- [TASK PROMPT] Search each line of the data for the word "failures"; copy every line where it is found.

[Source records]
****************

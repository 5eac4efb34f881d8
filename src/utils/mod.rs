//! # Utility Modules
//!
//! Supporting utilities for cryptography, replay defence, logging and timing.
//!
//! ## Components
//! - **Crypto**: AES-128-CTR payload encryption and truncated HMAC-SHA256 tags
//! - **Freshness**: timestamp-skew and nonce-cache replay policies
//! - **Replay Cache**: bounded FIFO memory of accepted tokens
//! - **Logging**: Structured logging configuration
//! - **Time**: Unix timestamps for freshness stamping
//! - **Timeout**: Async timeout wrappers
//! - **Metrics**: Per-channel atomic counters
//!
//! ## Security
//! - IVs from the OS CSPRNG (getrandom), never from counters
//! - Constant-time tag comparison (subtle)
//! - Key material zeroized on drop (zeroize crate)

pub mod crypto;
pub mod freshness;
pub mod logging;
pub mod metrics;
pub mod replay_cache;
pub mod time;
pub mod timeout;

// Re-export public types for advanced users
pub use freshness::{FreshnessContext, FreshnessPolicy};
pub use replay_cache::ReplayCache;
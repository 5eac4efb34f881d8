//! Selective-repeat bookkeeping for the unordered (datagram) path.
//!
//! [`PendingSend`] tracks which fragments of an outgoing message are still
//! unacknowledged; [`ReorderBuffer`] places incoming fragments by their
//! offset from the message's first sequence number. Both only manage state;
//! encoding, sockets and timers belong to the caller.
//!
//! Offsets are computed with wrapping arithmetic, so a message may straddle
//! the 16-bit wrap. Offsets at or above `0x8000` are treated as belonging to
//! an earlier message.

use crate::error::{ProtocolError, Result};
use crate::protocol::fragment::fragment;
use bytes::Bytes;
use std::collections::{BTreeMap, BTreeSet};

/// Packets (terminator included) one message may occupy
pub const MAX_MESSAGE_PACKETS: usize = 0x7FFF;

/// Offsets at or beyond this point are in the past
const STALE_OFFSET: u16 = 0x8000;

/// Fragments of one outgoing message awaiting acknowledgement
#[derive(Debug)]
pub struct PendingSend {
    base: u16,
    fragments: Vec<Bytes>,
    unacked: BTreeSet<u16>,
}

impl PendingSend {
    /// Cut `message` into fragments starting at sequence `base`.
    ///
    /// The last entry is always the empty terminator.
    pub fn new(base: u16, message: &[u8], max_payload: usize) -> Result<Self> {
        let mut fragments: Vec<Bytes> = fragment(message, max_payload)
            .map(Bytes::copy_from_slice)
            .collect();
        fragments.push(Bytes::new());
        if fragments.len() > MAX_MESSAGE_PACKETS {
            return Err(ProtocolError::OversizedMessage(message.len()));
        }
        let unacked = (0..fragments.len() as u16).collect();
        Ok(Self {
            base,
            fragments,
            unacked,
        })
    }

    pub fn base(&self) -> u16 {
        self.base
    }

    /// Packets in this message, terminator included.
    pub fn len(&self) -> usize {
        self.fragments.len()
    }

    pub fn is_empty(&self) -> bool {
        self.fragments.is_empty()
    }

    pub fn terminator_seq(&self) -> u16 {
        self.base.wrapping_add(self.fragments.len() as u16 - 1)
    }

    /// First sequence number after this message.
    pub fn next_base(&self) -> u16 {
        self.base.wrapping_add(self.fragments.len() as u16)
    }

    fn offset_of(&self, seq: u16) -> Option<u16> {
        let offset = seq.wrapping_sub(self.base);
        ((offset as usize) < self.fragments.len()).then_some(offset)
    }

    /// Payload carried by `seq`, if it belongs to this message.
    pub fn payload(&self, seq: u16) -> Option<&Bytes> {
        self.offset_of(seq)
            .map(|offset| &self.fragments[offset as usize])
    }

    /// Retire `seq`. Returns `true` if it was outstanding.
    pub fn on_ack(&mut self, seq: u16) -> bool {
        match self.offset_of(seq) {
            Some(offset) => self.unacked.remove(&offset),
            None => false,
        }
    }

    /// Retire every fragment at once (peer reported the message complete).
    pub fn retire_all(&mut self) {
        self.unacked.clear();
    }

    pub fn is_outstanding(&self, seq: u16) -> bool {
        self.offset_of(seq)
            .is_some_and(|offset| self.unacked.contains(&offset))
    }

    pub fn is_complete(&self) -> bool {
        self.unacked.is_empty()
    }

    pub fn outstanding(&self) -> usize {
        self.unacked.len()
    }

    /// Unacknowledged `(seq, payload)` pairs in send order.
    pub fn unacked(&self) -> Vec<(u16, Bytes)> {
        self.unacked
            .iter()
            .map(|&offset| {
                (
                    self.base.wrapping_add(offset),
                    self.fragments[offset as usize].clone(),
                )
            })
            .collect()
    }
}

/// Where an incoming fragment landed
#[derive(Debug, Clone, Copy, PartialEq, Eq)]
pub enum Placement {
    /// New fragment of the current message
    Stored,
    /// Already held; the peer missed our ACK
    Duplicate,
    /// Belongs to a message that was already delivered
    Stale,
    /// Lies beyond the terminator of the current message
    Ahead,
}

/// Receiver-side buffer that reorders fragments of one message
#[derive(Debug, Default)]
pub struct ReorderBuffer {
    base: u16,
    fragments: BTreeMap<u16, Bytes>,
    terminator: Option<u16>,
    buffered: usize,
}

impl ReorderBuffer {
    pub fn new(base: u16) -> Self {
        Self {
            base,
            ..Default::default()
        }
    }

    /// First sequence number of the message being collected.
    pub fn base(&self) -> u16 {
        self.base
    }

    pub fn buffered(&self) -> usize {
        self.buffered
    }

    /// Place one authenticated DATA fragment.
    pub fn insert(&mut self, seq: u16, payload: Bytes) -> Result<Placement> {
        let offset = seq.wrapping_sub(self.base);
        if offset >= STALE_OFFSET {
            return Ok(Placement::Stale);
        }
        if offset as usize >= MAX_MESSAGE_PACKETS {
            return Err(ProtocolError::OversizedMessage(self.buffered));
        }

        if payload.is_empty() {
            return Ok(match self.terminator {
                Some(end) if end == offset => Placement::Duplicate,
                Some(end) if offset > end => Placement::Ahead,
                _ => {
                    // Anything already stored past the new end is not ours.
                    for (_, dropped) in self.fragments.split_off(&offset) {
                        self.buffered -= dropped.len();
                    }
                    self.terminator = Some(offset);
                    Placement::Stored
                }
            });
        }

        if self.terminator.is_some_and(|end| offset >= end) {
            return Ok(Placement::Ahead);
        }
        if self.fragments.contains_key(&offset) {
            return Ok(Placement::Duplicate);
        }
        self.buffered += payload.len();
        self.fragments.insert(offset, payload);
        Ok(Placement::Stored)
    }

    /// Sequence number of the terminator, once seen.
    pub fn terminator_seq(&self) -> Option<u16> {
        self.terminator.map(|end| self.base.wrapping_add(end))
    }

    /// Terminator seen and every offset before it present.
    pub fn is_complete(&self) -> bool {
        self.terminator
            .is_some_and(|end| self.fragments.len() == end as usize)
    }

    /// Missing sequence numbers below the terminator.
    pub fn missing(&self) -> Vec<u16> {
        let end = match self.terminator {
            Some(end) => end,
            None => return Vec::new(),
        };
        (0..end)
            .filter(|offset| !self.fragments.contains_key(offset))
            .map(|offset| self.base.wrapping_add(offset))
            .collect()
    }

    /// Hand out the finished message with its terminator's sequence number
    /// and move on to the next one.
    pub fn take_message(&mut self) -> Option<(u16, Vec<u8>)> {
        if !self.is_complete() {
            return None;
        }
        let end = self.terminator.take()?;
        let terminator_seq = self.base.wrapping_add(end);
        let mut message = Vec::with_capacity(self.buffered);
        for part in std::mem::take(&mut self.fragments).into_values() {
            message.extend_from_slice(&part);
        }
        self.base = self.base.wrapping_add(end + 1);
        self.buffered = 0;
        Some((terminator_seq, message))
    }
}

#[cfg(test)]
mod tests {
    use super::*;

    #[test]
    fn test_pending_layout() {
        let pending = PendingSend::new(10, &[1u8; 2000], 512).unwrap();
        assert_eq!(pending.len(), 5);
        assert_eq!(pending.terminator_seq(), 14);
        assert_eq!(pending.next_base(), 15);
        assert!(pending.payload(14).unwrap().is_empty());
        assert_eq!(pending.payload(13).unwrap().len(), 2000 - 3 * 512);
        assert!(pending.payload(15).is_none());
        assert!(pending.payload(9).is_none());
    }

    #[test]
    fn test_pending_acks() {
        let mut pending = PendingSend::new(0, b"abcdef", 2).unwrap();
        assert_eq!(pending.outstanding(), 4);
        assert!(pending.on_ack(1));
        assert!(!pending.on_ack(1));
        assert!(!pending.on_ack(99));
        let left: Vec<u16> = pending.unacked().into_iter().map(|(s, _)| s).collect();
        assert_eq!(left, vec![0, 2, 3]);
        pending.retire_all();
        assert!(pending.is_complete());
    }

    #[test]
    fn test_pending_wraps() {
        let mut pending = PendingSend::new(u16::MAX, b"ab", 1).unwrap();
        assert_eq!(pending.terminator_seq(), 1);
        assert!(pending.is_outstanding(0));
        assert!(pending.on_ack(u16::MAX));
        assert!(pending.on_ack(0));
        assert!(pending.on_ack(1));
        assert!(pending.is_complete());
    }

    #[test]
    fn test_pending_oversized() {
        let message = vec![0u8; MAX_MESSAGE_PACKETS];
        assert!(matches!(
            PendingSend::new(0, &message, 1),
            Err(ProtocolError::OversizedMessage(_))
        ));
        assert!(PendingSend::new(0, &message[..MAX_MESSAGE_PACKETS - 1], 1).is_ok());
    }

    #[test]
    fn test_reorder_out_of_order() {
        let mut buf = ReorderBuffer::new(100);
        assert_eq!(buf.insert(102, Bytes::new()).unwrap(), Placement::Stored);
        assert_eq!(buf.missing(), vec![100, 101]);
        assert_eq!(
            buf.insert(101, Bytes::from_static(b"lo")).unwrap(),
            Placement::Stored
        );
        assert!(!buf.is_complete());
        assert_eq!(
            buf.insert(100, Bytes::from_static(b"hel")).unwrap(),
            Placement::Stored
        );
        assert!(buf.is_complete());
        assert_eq!(buf.take_message().unwrap(), (102, b"hello".to_vec()));
        assert_eq!(buf.base(), 103);
    }

    #[test]
    fn test_reorder_duplicates_and_stale() {
        let mut buf = ReorderBuffer::new(0);
        buf.insert(0, Bytes::from_static(b"a")).unwrap();
        assert_eq!(
            buf.insert(0, Bytes::from_static(b"a")).unwrap(),
            Placement::Duplicate
        );
        buf.insert(1, Bytes::new()).unwrap();
        assert_eq!(buf.insert(1, Bytes::new()).unwrap(), Placement::Duplicate);
        assert_eq!(
            buf.insert(5, Bytes::from_static(b"z")).unwrap(),
            Placement::Ahead
        );
        assert_eq!(buf.take_message().unwrap().1, b"a");

        assert_eq!(
            buf.insert(0, Bytes::from_static(b"a")).unwrap(),
            Placement::Stale
        );
        assert_eq!(buf.insert(1, Bytes::new()).unwrap(), Placement::Stale);
    }

    #[test]
    fn test_reorder_empty_message() {
        let mut buf = ReorderBuffer::new(7);
        buf.insert(7, Bytes::new()).unwrap();
        assert_eq!(buf.take_message().unwrap(), (7, Vec::new()));
        assert_eq!(buf.base(), 8);
    }

    #[test]
    fn test_reorder_wrap() {
        let mut buf = ReorderBuffer::new(u16::MAX);
        buf.insert(0, Bytes::from_static(b"y")).unwrap();
        buf.insert(u16::MAX, Bytes::from_static(b"x")).unwrap();
        buf.insert(1, Bytes::new()).unwrap();
        assert_eq!(buf.take_message().unwrap(), (1, b"xy".to_vec()));
        assert_eq!(buf.base(), 2);
    }

    #[test]
    fn test_reorder_rejects_oversized_offset() {
        let mut buf = ReorderBuffer::new(0);
        assert!(matches!(
            buf.insert(MAX_MESSAGE_PACKETS as u16, Bytes::from_static(b"x")),
            Err(ProtocolError::OversizedMessage(_))
        ));
    }
}
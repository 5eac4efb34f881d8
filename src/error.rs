//! # Error Types
//!
//! Error handling for the secure framing protocol.
//!
//! This module defines every failure that can surface from encoding, decoding,
//! reassembly and the transport adapters.
//!
//! ## Error Categories
//! - **Per-packet validation** (`Authentication`, `Integrity`, `Replay`): the
//!   offending packet is discarded and the receive loop continues.
//! - **Structural** (`Format`, `Sequence`, `ConnectionClosed`, `Io`): the
//!   in-flight message is aborted and the error is returned to the caller.
//! - **Local** (`OversizedPayload`, `OversizedMessage`, `Crypto`, `ConfigError`,
//!   `Timeout`): misuse or environment failures on this side of the wire.
//!
//! All errors implement `std::error::Error` for interoperability.
//!
//! ## Example Usage
//! ```rust
//! use secure_frame::error::{ProtocolError, Result};
//! use tracing::{error, warn};
//!
//! fn handle(result: Result<Vec<u8>>) {
//!     match result {
//!         Ok(_) => {}
//!         Err(e) if e.is_recoverable() => warn!(error = %e, "Packet discarded"),
//!         Err(e) => error!(error = %e, "Peer unreachable"),
//!     }
//! }
//! ```

use serde::{Deserialize, Serialize};
use std::io;
use thiserror::Error;

/// Error message constants to reduce allocations in error paths.
pub mod constants {
    /// Framing errors
    pub const ERR_SHORT_HEADER: &str = "Frame shorter than fixed header";
    pub const ERR_UNKNOWN_PACKET_TYPE: &str = "Unknown packet type";
    pub const ERR_SHORT_CIPHERTEXT: &str = "Encrypted payload shorter than IV";
    pub const ERR_OVERSIZED_FRAME: &str = "Frame exceeds negotiated limits";

    /// Replay errors
    pub const ERR_STALE_TIMESTAMP: &str = "Timestamp outside skew window";
    pub const ERR_NONCE_REPLAY: &str = "Nonce already seen";
    pub const ERR_TAG_REPLAY: &str = "Packet already accepted inside skew window";
    pub const ERR_STALE_SEQUENCE: &str = "Sequence number already delivered";
    pub const ERR_REPLAY_ESCALATION: &str = "Too many consecutive replayed packets";

    /// Cryptographic errors
    pub const ERR_RNG_FAILURE: &str = "Secure random source unavailable";
    pub const ERR_INVALID_KEY: &str = "Invalid key length";

    /// Synchronization errors
    pub const ERR_LOCK_POISONED: &str = "Synchronization primitive poisoned";
    pub const ERR_SYSTEM_TIME: &str = "System time error: time went backwards";
}

// ProtocolError is the primary error type for all protocol operations
#[derive(Error, Debug, Serialize, Deserialize)]
pub enum ProtocolError {
    #[error("I/O error: {0}")]
    #[serde(skip_serializing, skip_deserializing)]
    Io(#[from] io::Error),

    #[error("Malformed frame: {0}")]
    Format(String),

    #[error("Authentication failed for packet seq {seq}")]
    Authentication { seq: u16 },

    #[error("Checksum mismatch for packet seq {seq}")]
    Integrity { seq: u16 },

    #[error("Replay rejected: {0}")]
    Replay(String),

    #[error("Out-of-sequence packet: expected {expected}, got {got}")]
    Sequence { expected: u16, got: u16 },

    #[error("Connection closed")]
    ConnectionClosed,

    #[error("Payload too large: {0} bytes")]
    OversizedPayload(usize),

    #[error("Message needs {0} fragments, more than the sequence window allows")]
    OversizedMessage(usize),

    #[error("Cryptographic failure: {0}")]
    Crypto(String),

    #[error("Timeout occurred")]
    Timeout,

    #[error("Configuration error: {0}")]
    ConfigError(String),

    #[error("Custom error: {0}")]
    Custom(String),
}

impl ProtocolError {
    /// Per-packet validation failures that the receive loops recover from by
    /// discarding the packet.
    pub fn is_recoverable(&self) -> bool {
        matches!(
            self,
            ProtocolError::Authentication { .. }
                | ProtocolError::Integrity { .. }
                | ProtocolError::Replay(_)
        )
    }
}

/// Type alias for Results using ProtocolError
pub type Result<T> = std::result::Result<T, ProtocolError>;
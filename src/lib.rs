//! # secure-frame
//!
//! Authenticated, encrypted, replay-resistant message framing for two peers
//! sharing a pre-provisioned key.
//!
//! A message is split into DATA packets, each sealed with AES-128-CTR under a
//! fresh random IV, checksummed, stamped with a freshness token and tagged
//! with a truncated HMAC-SHA256. The receiver verifies the tag, the
//! freshness token and the checksum, in that order, before decrypting, then
//! reassembles the message by sequence number.
//!
//! ## Layers
//! - [`core`]: wire format, checksum and stream framing
//! - [`utils`]: crypto, replay policies, logging, metrics and timing
//! - [`protocol`]: fragmentation, reassembly and retransmission state
//! - [`transport`]: frame I/O over streams, datagrams or memory
//! - [`service`]: the `send`/`receive` channels applications use
//! - [`config`]: TOML and environment driven settings
//!
//! ## Quick Start
//! ```rust,no_run
//! use secure_frame::config::ProtocolConfig;
//! use secure_frame::service::SecureChannel;
//! use tokio::net::TcpStream;
//!
//! # async fn run() -> secure_frame::error::Result<()> {
//! let config = ProtocolConfig::from_file("secure-frame.toml")?;
//! let stream = TcpStream::connect("127.0.0.1:7777").await?;
//! let mut channel = SecureChannel::from_config(stream, &config)?;
//!
//! channel.send(b"FIRE 3 4").await?;
//! let reply = channel.receive().await?;
//! # let _ = reply;
//! # Ok(())
//! # }
//! ```

pub mod config;
pub mod core;
pub mod error;
pub mod protocol;
pub mod service;
pub mod transport;
pub mod utils;

pub use config::ProtocolConfig;
pub use core::packet::{Packet, PacketCodec, PacketType};
pub use error::{ProtocolError, Result};
pub use service::{ReliableChannel, SecureChannel};
pub use transport::FrameTransport;
pub use utils::crypto::SharedKey;
pub use utils::freshness::{FreshnessContext, FreshnessPolicy};
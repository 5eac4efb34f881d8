use bytes::{Buf, Bytes, BytesMut};
use tokio_util::codec::{Decoder, Encoder};
use tracing::trace;

use crate::core::packet::{Header, HEADER_LEN};
use crate::error::{constants, ProtocolError, Result};
use crate::utils::crypto::MAX_MAC_LEN;

/// Cuts complete raw frames out of a byte stream.
///
/// Frames are returned still sealed; [`PacketCodec`](crate::core::packet::PacketCodec)
/// authenticates and opens them. Header lengths are bounded here so a hostile
/// peer cannot make the reader reserve more than one legitimate frame.
#[derive(Debug, Clone, Copy)]
pub struct FrameCodec {
    max_wire_payload: usize,
}

impl FrameCodec {
    pub fn new(max_wire_payload: usize) -> Self {
        Self { max_wire_payload }
    }

    pub fn max_frame_len(&self) -> usize {
        HEADER_LEN + MAX_MAC_LEN + self.max_wire_payload
    }
}

impl Decoder for FrameCodec {
    type Item = BytesMut;
    type Error = ProtocolError;

    fn decode(&mut self, src: &mut BytesMut) -> Result<Option<Self::Item>> {
        if src.len() < HEADER_LEN {
            return Ok(None);
        }

        let header = Header::parse(&src[..HEADER_LEN])?;
        if header.mac_len as usize > MAX_MAC_LEN || header.length as usize > self.max_wire_payload
        {
            return Err(ProtocolError::Format(format!(
                "{}: mac_len {}, length {}",
                constants::ERR_OVERSIZED_FRAME,
                header.mac_len,
                header.length
            )));
        }

        let frame_len = header.frame_len();
        if src.len() < frame_len {
            src.reserve(frame_len - src.len());
            return Ok(None);
        }

        trace!(seq = header.seq_num, frame_len, "Frame complete");
        Ok(Some(src.split_to(frame_len)))
    }

    fn decode_eof(&mut self, src: &mut BytesMut) -> Result<Option<Self::Item>> {
        match self.decode(src)? {
            Some(frame) => Ok(Some(frame)),
            None if src.is_empty() => Ok(None),
            None => {
                // Peer went away mid-frame.
                src.advance(src.len());
                Err(ProtocolError::ConnectionClosed)
            }
        }
    }
}

impl Encoder<Bytes> for FrameCodec {
    type Error = ProtocolError;

    fn encode(&mut self, frame: Bytes, dst: &mut BytesMut) -> Result<()> {
        dst.reserve(frame.len());
        dst.extend_from_slice(&frame);
        Ok(())
    }
}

****************

- [TASK RESPONSE]
//!   `Timeout`): misuse or environment failures on this side of the wire.
    /// Per-packet validation failures that the receive loops recover from by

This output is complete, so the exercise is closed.